Un festival en semaine, c'est à la fois étrange et agréable. On s'y donne rendez­-vous après sa journée de boulot et on s'offre ainsi un moment agréable pour ponctuer la fin de journée. La soirée commence bien, avec là encore une expérience attrayante et convaincante dans le registre de l'oralité : Arthur Ribo (photo), accompagné d'un camarade musicien complice et très inspiré, donne dans la chanson/slam d'improvisation. On écrit en début de spectacle un mot sur un bristol, tout est mis dans une corbeille et le gars en sort trois, cinq, sept mots et se lance. Il développe des compositions spontanées sur le fil, toujours au bord du bricolage mais souvent avec humour et, ce qui est plus surprenant, malgré tout du fond, des choses à dire. De même, on pourrait craindre de se lasser de l'exercice mais Arthur Ribo a aussi le sens du rythme dans la conduite du spectacle et à aucun moment on ne se lasse, tant il varie les approches, joue et rebondit. C'était une des découvertes que nous attendions, et c'était tout sauf décevant.

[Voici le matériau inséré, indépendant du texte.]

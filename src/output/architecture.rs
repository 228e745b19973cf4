//! Architecture diagram renderer
//!
//! Walks the filesystem directly (no `Node` tree) and feeds a `DiagramOutput`
//! line by line. In compact mode, subdirectories are kept only when the
//! emptiness probe finds matching content below them.

use std::path::Path;

use chrono::Local;

use crate::error::Result;
use crate::policy::Policy;
use crate::tree::{
    ListedEntry, PolicyFilter, RenderOptions, display_name, extension_of, has_matching_content,
    list_dir,
};

use super::diagram::{DiagramOutput, Header};
use super::icons::Layout;
use super::utils::{FileSize, Notice, child_prefix};

/// Indent of the notice printed when the root itself has nothing to show.
const ROOT_NOTICE_PREFIX: &str = "   ";

/// Counts of the non-root entries a render emitted.
#[derive(Debug, Clone, Copy, Default, PartialEq, Eq)]
pub struct RenderSummary {
    pub dirs: usize,
    pub files: usize,
}

/// Subdirectories and files of one directory that survive the policy.
struct Visible {
    dirs: Vec<ListedEntry>,
    files: Vec<ListedEntry>,
    /// Subdirectories the policy keeps were cut by the depth limit.
    truncated: bool,
}

impl Visible {
    fn is_empty(&self) -> bool {
        self.dirs.is_empty() && self.files.is_empty()
    }
}

pub struct ArchitectureRenderer<'a> {
    filter: PolicyFilter<'a>,
    options: RenderOptions,
    layout: Layout,
}

impl<'a> ArchitectureRenderer<'a> {
    pub fn new(policy: &'a Policy, options: RenderOptions, layout: Layout) -> Self {
        Self {
            filter: PolicyFilter::new(policy),
            options,
            layout,
        }
    }

    /// Header describing a render of `root` with this renderer's settings.
    pub fn header(&self, root: &Path) -> Header {
        let policy = self.filter.policy();
        Header {
            project_type: self.layout.label().to_string(),
            root: root.display().to_string(),
            max_depth: self.options.max_depth,
            policy_name: policy.name.clone(),
            policy_description: policy.description.clone(),
            compact: self.options.compact,
            generated_at: self
                .options
                .generated_at
                .unwrap_or_else(|| Local::now().naive_local()),
        }
    }

    /// Render the header and the diagram of `root` into `output`.
    ///
    /// Unreadable directories are reported inline; only write errors on
    /// `output` are returned.
    pub fn render<O: DiagramOutput>(&self, root: &Path, output: &mut O) -> Result<RenderSummary> {
        let mut summary = RenderSummary::default();

        output.header(&self.header(root))?;
        output.root(self.layout.folder_icon(""), &display_name(root))?;

        match self.visible(root, root, 0) {
            Ok(visible) => {
                if visible.is_empty() && !(visible.truncated && !self.options.compact) {
                    output.notice(ROOT_NOTICE_PREFIX, &Notice::NoMatches)?;
                } else {
                    self.render_children(&visible, root, "", 0, output, &mut summary)?;
                }
            }
            Err(e) => {
                tracing::debug!(path = %root.display(), error = %e, "root not enumerated");
                output.notice(ROOT_NOTICE_PREFIX, &Notice::from_error(&e))?;
            }
        }

        output.finish(summary.dirs, summary.files)?;
        Ok(summary)
    }

    /// List `dir` (found at `depth`) and keep what the policy and the depth
    /// limit allow.
    fn visible(&self, dir: &Path, root: &Path, depth: usize) -> Result<Visible> {
        let listing = list_dir(dir)?;

        let mut kept = listing
            .dirs
            .into_iter()
            .filter(|sub| !self.filter.should_exclude_directory(&sub.path, root))
            .peekable();

        let at_limit = self.options.max_depth.is_some_and(|max| depth >= max);
        let (dirs, truncated) = if at_limit {
            (Vec::new(), kept.peek().is_some())
        } else {
            let dirs = kept
                .filter(|sub| !self.options.compact || self.probe(&sub.path, root, depth))
                .collect();
            (dirs, false)
        };
        let files = listing
            .files
            .into_iter()
            .filter(|file| self.filter.includes_file_name(&file.name))
            .collect();

        Ok(Visible {
            dirs,
            files,
            truncated,
        })
    }

    fn probe(&self, path: &Path, root: &Path, depth: usize) -> bool {
        let limit = if self.options.probe_beyond_depth {
            None
        } else {
            self.options.max_depth
        };
        has_matching_content(path, &self.filter, root, depth, limit)
    }

    fn render_children<O: DiagramOutput>(
        &self,
        visible: &Visible,
        root: &Path,
        prefix: &str,
        depth: usize,
        output: &mut O,
        summary: &mut RenderSummary,
    ) -> Result<()> {
        let last_dir = visible.dirs.len().saturating_sub(1);
        for (i, sub) in visible.dirs.iter().enumerate() {
            let is_last = i == last_dir && visible.files.is_empty();
            self.render_directory(sub, root, prefix, is_last, depth + 1, output, summary)?;
        }

        let last_file = visible.files.len().saturating_sub(1);
        for (i, file) in visible.files.iter().enumerate() {
            let icon = self.layout.file_icon(&extension_of(&file.name));
            let size = self.options.show_file_size.then(|| match file.path.metadata() {
                Ok(metadata) => FileSize::Known(metadata.len()),
                Err(_) => FileSize::Unknown,
            });
            output.file(prefix, i == last_file, icon, &file.name, size)?;
            summary.files += 1;
        }
        Ok(())
    }

    #[allow(clippy::too_many_arguments)]
    fn render_directory<O: DiagramOutput>(
        &self,
        dir: &ListedEntry,
        root: &Path,
        prefix: &str,
        is_last: bool,
        depth: usize,
        output: &mut O,
        summary: &mut RenderSummary,
    ) -> Result<()> {
        if self.options.max_depth.is_some_and(|max| depth > max) {
            return Ok(());
        }

        let icon = self.layout.folder_icon(&dir.name);
        let inner = child_prefix(prefix, is_last);

        let visible = match self.visible(&dir.path, root, depth) {
            Ok(visible) => visible,
            Err(e) => {
                tracing::debug!(path = %dir.path.display(), error = %e, "directory not enumerated");
                output.directory(prefix, is_last, icon, &dir.name, false)?;
                summary.dirs += 1;
                output.notice(&inner, &Notice::from_error(&e))?;
                return Ok(());
            }
        };

        let empty = visible.is_empty();
        // Full mode counts subfolders cut by the depth limit as content. In
        // compact mode they count only when the probe looked past the limit.
        let truncated =
            visible.truncated && (!self.options.compact || self.options.probe_beyond_depth);
        if self.options.compact && empty && !truncated {
            return Ok(());
        }

        output.directory(
            prefix,
            is_last,
            icon,
            &dir.name,
            empty && !truncated && self.options.show_empty_indicator,
        )?;
        summary.dirs += 1;

        if empty {
            if !self.options.compact && !truncated {
                output.notice(&inner, &Notice::NoMatches)?;
            }
        } else {
            self.render_children(&visible, root, &inner, depth, output, summary)?;
        }
        Ok(())
    }
}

22h46, Faada Freddy et la fièvre soul

La suite de la soirée accueille une programmation labellisée « Saturday magic fever ». Faada Freddy (photo) ouvre le bal : rien que des voix et des percussions corporelles. Là où on pouvait s'attendre à un rebrassage de Bobby McFerrin avec le spectre du syndrôme « Pow Wow », on découvre un chanteur sénégalais absolument époustouflant. Et avec, mine de rien, une armée de cinq chanteurs/percussionnistes derrière lui. Un sens du groove et des voix magnifiques, puissantes, une belle présence scénique, des compositions et une implication physique impeccables, et le public est littéralement emporté, enthousiaste et en redemande. Impressionnant.

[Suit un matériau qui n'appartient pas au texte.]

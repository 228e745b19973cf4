//! Concatenation of selected files into one annotated text document

use std::fs;
use std::path::{Path, PathBuf};

use chrono::Local;

use crate::tree::{ExportOptions, format_size, relative_path};

/// Result of `concatenate_selected`.
#[derive(Debug, Clone, PartialEq, Eq)]
pub struct Concatenation {
    pub text: String,
    /// Files whose contents made it into `text`.
    pub processed: usize,
    /// Content bytes of the processed files.
    pub total_size: u64,
}

/// Concatenate `paths` into a single document, sections labelled with their
/// path relative to `root`.
///
/// Paths are processed in sorted order. Paths that are not regular files are
/// skipped; files that cannot be read get an inline error block instead of
/// failing the whole export.
pub fn concatenate_selected(paths: &[PathBuf], root: &Path, options: &ExportOptions) -> Concatenation {
    let generated_at = options
        .generated_at
        .unwrap_or_else(|| Local::now().naive_local());

    let mut text = String::new();
    text.push_str(&format!("// Generated: {}\n", generated_at.format("%Y-%m-%d %H:%M:%S")));
    text.push_str(&format!("// Selected files: {}\n", paths.len()));
    text.push_str(&format!(
        "// Show file sizes: {}\n",
        if options.show_file_size { "yes" } else { "no" }
    ));
    text.push('\n');

    let mut sorted: Vec<&PathBuf> = paths.iter().collect();
    sorted.sort();

    let mut processed = 0usize;
    let mut total_size = 0u64;

    for path in sorted {
        if !path.is_file() {
            tracing::debug!(path = %path.display(), "skipping missing file");
            continue;
        }

        match fs::read(path) {
            Ok(bytes) => {
                let content = String::from_utf8_lossy(&bytes);
                let relative = relative_path(path, root);
                if options.show_file_size {
                    let size = format_size(bytes.len() as u64);
                    text.push_str(&format!("==== {} ({}) ====\n", relative, size));
                } else {
                    text.push_str(&format!("==== {} ====\n", relative));
                }
                text.push_str(&content);
                text.push_str("\n\n");

                total_size += content.len() as u64;
                processed += 1;
            }
            Err(e) => {
                tracing::debug!(path = %path.display(), error = %e, "file not readable");
                text.push_str(&format!("==== [ERROR: {}] ====\n", path.display()));
                text.push_str(&format!("// {}\n", e));
                text.push('\n');
            }
        }
    }

    if options.show_file_size {
        let average = if processed > 0 {
            format_size(total_size / processed as u64)
        } else {
            format_size(0)
        };
        text.push('\n');
        text.push_str("// ========== STATISTICS ==========\n");
        text.push_str(&format!("// Files processed: {}\n", processed));
        text.push_str(&format!("// Total content size: {}\n", format_size(total_size)));
        text.push_str(&format!("// Average file size: {}\n", average));
    }

    tracing::debug!(processed, total_size, "concatenated files");

    Concatenation {
        text,
        processed,
        total_size,
    }
}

Les suivants usent d’artifices beaucoup moins convaincants : VKNG mériterait d'être revu tant il a pâti du ressenti du groupe précédent, utilisant les grosses ficelles du groove imparable et du gros son qui balance les hanches quand d'autres ont su taper juste sans avoir recours à ce modus operandi. S'en est donc suivi un retour prématuré au bar, où l'on s'est étonné du prix faramineux des softs (2,50 euros pour un gobelet de coca...) et de la tentation d'en revenir au programme bière initial.

00h55, Saturday Night finish 

Vus et adorés l'été dernier aux Escales de Saint­-Nazaire, l'orchestre national du Kadebostany revient ce soir dans un cadre nettement plus intimiste. Pop technoïdes teintés de rap, de rock et de fanfares, on retrouve avec plaisir l'outrance assumée des arrangements et les clins d'oeil aux codes des dictatures. Une prestation un brin en dessous, avec un public qui eu du mal a rentrer dans le délire, malgré l’impressionnante présence de la chanteuse.

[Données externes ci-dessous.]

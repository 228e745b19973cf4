//! Policy-driven inclusion rules for files and directories

use std::path::Path;

use crate::policy::Policy;

use super::utils::{extension_of, glob_match, is_glob, relative_path};

/// Stateless evaluator applying one policy to filesystem entries.
#[derive(Debug, Clone, Copy)]
pub struct PolicyFilter<'a> {
    policy: &'a Policy,
}

impl<'a> PolicyFilter<'a> {
    pub fn new(policy: &'a Policy) -> Self {
        Self { policy }
    }

    pub fn policy(&self) -> &'a Policy {
        self.policy
    }

    /// Check if a file should be included.
    pub fn should_include_file(&self, path: &Path) -> bool {
        let name = path
            .file_name()
            .map(|s| s.to_string_lossy().into_owned())
            .unwrap_or_default();
        self.includes_file_name(&name)
    }

    /// File inclusion on a bare file name. Exclusion patterns always win.
    pub fn includes_file_name(&self, name: &str) -> bool {
        let policy = self.policy;
        if policy.include_all {
            return true;
        }

        let lower = name.to_lowercase();
        let included = policy.include_extensions.is_empty() || {
            let extension = extension_of(name);
            (!extension.is_empty()
                && policy
                    .include_extensions
                    .iter()
                    .any(|inc| inc.eq_ignore_ascii_case(&extension)))
                || policy.include_extensions.iter().any(|inc| {
                    let inc = inc.to_lowercase();
                    lower == inc || lower.starts_with(&inc)
                })
        };

        included
            && !policy
                .exclude_patterns
                .iter()
                .any(|pattern| lower.contains(&pattern.to_lowercase()))
    }

    /// Check if a directory should be excluded from a traversal rooted at `root`.
    pub fn should_exclude_directory(&self, path: &Path, root: &Path) -> bool {
        let name = path
            .file_name()
            .map(|s| s.to_string_lossy().into_owned())
            .unwrap_or_default();
        let full = path.to_string_lossy().replace('\\', "/");
        let relative = relative_path(path, root);
        self.excludes_directory(&name, &full, &relative)
    }

    /// Directory exclusion on a bare name, the full path and the
    /// root-relative path, both forward-slash separated.
    ///
    /// Folder patterns match the name exactly or anywhere in the full path.
    /// Allow-list prefixes compare as plain strings in both directions, so
    /// ancestors of an allowed path stay reachable.
    pub fn excludes_directory(&self, name: &str, full: &str, relative: &str) -> bool {
        let name_lower = name.to_lowercase();
        let full_lower = full.to_lowercase();

        let excluded = self.policy.exclude_folder_patterns.iter().any(|pattern| {
            let pattern_lower = pattern.to_lowercase();
            name_lower == pattern_lower
                || full_lower.contains(&pattern_lower)
                || (is_glob(pattern) && glob_match(pattern, name))
        });
        if excluded {
            return true;
        }

        let prefixes = &self.policy.include_folder_prefixes;
        if prefixes.is_empty() {
            return false;
        }
        let relative_lower = relative.to_lowercase();
        !prefixes.iter().any(|prefix| {
            let prefix = prefix.replace('\\', "/").to_lowercase();
            relative_lower.starts_with(&prefix) || prefix.starts_with(&relative_lower)
        })
    }
}
//! Directory tree materialization and filtering
//!
//! - `TreeWalker`: builds the filtered `Node` tree in memory for JSON output
//! - `PolicyFilter`: file and directory rules shared by every traversal
//! - `has_matching_content`: the compact-mode emptiness probe
//! - `list_dir`: the single directory reader all traversals go through

mod config;
mod filter;
mod node;
mod probe;
mod traversal;
mod utils;
mod walker;

pub use config::{
    DEFAULT_TREE_DEPTH, ExportOptions, RenderOptions, WalkerConfig, depth_limit,
};
pub use filter::PolicyFilter;
pub use node::Node;
pub use probe::has_matching_content;
pub use traversal::{ListedEntry, Listing, list_dir};
pub use utils::{compare_names, display_name, extension_of, format_size, relative_path};
pub use walker::TreeWalker;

Pour le final, nous attendions avec impatience la performance de Rebeka Warrior en formule DJ set pour Sexy Sushi (photo). Un peu trop. Pas vraiment d’identité, et une musique servie à un public capable de tout accepter à cette heure tardive. Conscients d'être peut­-être passés à côté du truc, nous sommes repartis de cette cinquième soirée avec la sensation amusée que décidément les attentes a priori sur une programmation sont parfois démenties par les faits.

Jour 6. 20h50, bagnards célestes et bals perdus pour Sanseverino

Dimanche soir, dernier jour du festival. Familles et amis occupent tranquillement le parc en attendant le début du concert. A l'intérieur, c'est dense et bon enfant, on attend manifestement avec sérénité ce qu'on devine être un moment à la hauteur. Et quand Sanseverino (photo) débarque avec ses musiciens, on sent d'emblée qu'il n'y aura pas de déception à l'arrivée. Le bonhomme n'a pas changé, sait s'entourer de gars qui lui ressemblent. De la première partie très cajun qui narre les (més)aventures de Papillon le forçat à la seconde, plus débridée et pleine de jolies reprises, on a droit à un concert généreux, où les musiciens font vivre et respirer leur répertoire.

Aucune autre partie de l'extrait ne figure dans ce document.